We use trade and combo inspectors. Our jurisdiction is divided into three inspection areas. Each area has two combo inspectors and three trade inspectors. By doing this we have a lead inspector for each trade and then two combo guys that can cover if a lead is sick or out. We use combo inspectors for homeowner projects because there are usually lots of questions and also the owner doesn't want to wait all day at home to get multiple inspections. I am residential combo and I also do Property Maintenance.
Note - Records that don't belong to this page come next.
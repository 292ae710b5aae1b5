//! Error types for the RelDB engine.

use crate::entity::Key;
use thiserror::Error;

/// Result type for engine operations.
pub type CoreResult<T> = Result<T, CoreError>;

/// A single declared-rule violation reported by entity validation.
#[derive(Debug, Clone, PartialEq, Eq)]
pub struct Violation {
    /// The violating field.
    pub field: String,
    /// Human-readable description of the violation.
    pub message: String,
}

impl Violation {
    /// Creates a violation for `field` with the given message.
    pub fn new(field: impl Into<String>, message: impl Into<String>) -> Self {
        Self {
            field: field.into(),
            message: message.into(),
        }
    }
}

impl std::fmt::Display for Violation {
    fn fmt(&self, f: &mut std::fmt::Formatter<'_>) -> std::fmt::Result {
        write!(f, "{}: {}", self.field, self.message)
    }
}

/// All violations for one entity that failed validation during a save
/// cycle.
#[derive(Debug, Clone, PartialEq, Eq)]
pub struct ValidationFailure {
    /// The entity's type name.
    pub entity_type: &'static str,
    /// The entity's key.
    pub key: Key,
    /// The violations reported for the entity.
    pub violations: Vec<Violation>,
}

/// Errors that can occur in RelDB engine operations.
#[derive(Debug, Error)]
pub enum CoreError {
    /// Table store error.
    #[error("storage error: {0}")]
    Storage(#[from] reldb_storage::StorageError),

    /// An entity type or relationship is misdeclared.
    ///
    /// Schema errors are construction-time failures raised while
    /// building a context, never at runtime.
    #[error("schema error: {message}")]
    Schema {
        /// Description of the misdeclaration.
        message: String,
    },

    /// The relationship declarations close a dependency loop.
    ///
    /// The save cycle that detected the loop performed no writes.
    #[error("dependency cycle: {path}")]
    Cycle {
        /// The full cycle path, type names joined by arrows.
        path: String,
    },

    /// One or more entities failed validation during a save cycle.
    ///
    /// The failed entities were not persisted; independent entities in
    /// the same cycle were.
    #[error("validation failed for {} entities", failures.len())]
    Validation {
        /// The per-entity failure batch.
        failures: Vec<ValidationFailure>,
    },

    /// A lookup the caller expected to succeed found nothing.
    #[error("entity not found: {entity_type} with key '{key}'")]
    NotFound {
        /// The entity type searched.
        entity_type: String,
        /// The key that was not found.
        key: String,
    },

    /// An unrecognized comparison operator token in a query condition.
    #[error("unsupported operator: {token:?}")]
    UnsupportedOperator {
        /// The offending token.
        token: String,
    },

    /// A new entity's key already exists in the backing table.
    #[error("duplicate key: {entity_type} with key '{key}' already exists")]
    DuplicateKey {
        /// The entity type.
        entity_type: String,
        /// The conflicting key.
        key: String,
    },

    /// An operation referenced an entity type never registered with the
    /// context.
    #[error("unknown entity type: {name}")]
    UnknownType {
        /// The unregistered type name.
        name: String,
    },

    /// A stored record could not be decoded into its entity type.
    #[error("invalid record for {entity_type}: {message}")]
    InvalidRecord {
        /// The entity type being decoded.
        entity_type: String,
        /// Description of the decode failure.
        message: String,
    },
}

impl CoreError {
    /// Creates a schema error.
    pub fn schema(message: impl Into<String>) -> Self {
        Self::Schema {
            message: message.into(),
        }
    }

    /// Creates a cycle error from the offending path.
    pub fn cycle(path: impl Into<String>) -> Self {
        Self::Cycle { path: path.into() }
    }

    /// Creates a not-found error.
    pub fn not_found(entity_type: impl Into<String>, key: impl Into<String>) -> Self {
        Self::NotFound {
            entity_type: entity_type.into(),
            key: key.into(),
        }
    }

    /// Creates an unsupported-operator error.
    pub fn unsupported_operator(token: impl Into<String>) -> Self {
        Self::UnsupportedOperator {
            token: token.into(),
        }
    }

    /// Creates a duplicate-key error.
    pub fn duplicate_key(entity_type: impl Into<String>, key: impl Into<String>) -> Self {
        Self::DuplicateKey {
            entity_type: entity_type.into(),
            key: key.into(),
        }
    }

    /// Creates an unknown-type error.
    pub fn unknown_type(name: impl Into<String>) -> Self {
        Self::UnknownType { name: name.into() }
    }

    /// Creates an invalid-record error.
    pub fn invalid_record(entity_type: impl Into<String>, message: impl Into<String>) -> Self {
        Self::InvalidRecord {
            entity_type: entity_type.into(),
            message: message.into(),
        }
    }
}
We will trade tickets in the morning if there is something we are not comfortable with. (I don't do swimming pool electrical inspections) The sparky's will applaud me for that!


----------



## peach (Oct 27, 2010)

The beauty of having trade "specific" multi certified inspectors is that everyone learns from them.  I have the flexibility to assign an inspection where pick one.. electrical, fire or building, may be tricky.. to the best qualified inspector for that one issue.. particularly at the trade close in.  We all have phones.. and speak frequently.


----------



## fireguy (Nov 1, 2010)

As a contractor, I want someone who knows the code as  pertaining to my trade.   A person who can discuss the code requirements and is open to discussions about the code requirements.  Don't send someone who does not know the difference between a range and a char-broiler.  Apply the same standard consistantly and fairly.  If my plans show  make-up air,  my competitor should show his make-up air arrangements.   Apply the same standard to my plans and work.  Teh size of the company has no relationship t the knowledge, quality of work or the ethics of the company.

Now that I have made my daily rant, I am off the explain to a resturuant owner that the OFC really does require the exhaust and fire suppression systems to be inspected at six month intervals.


----------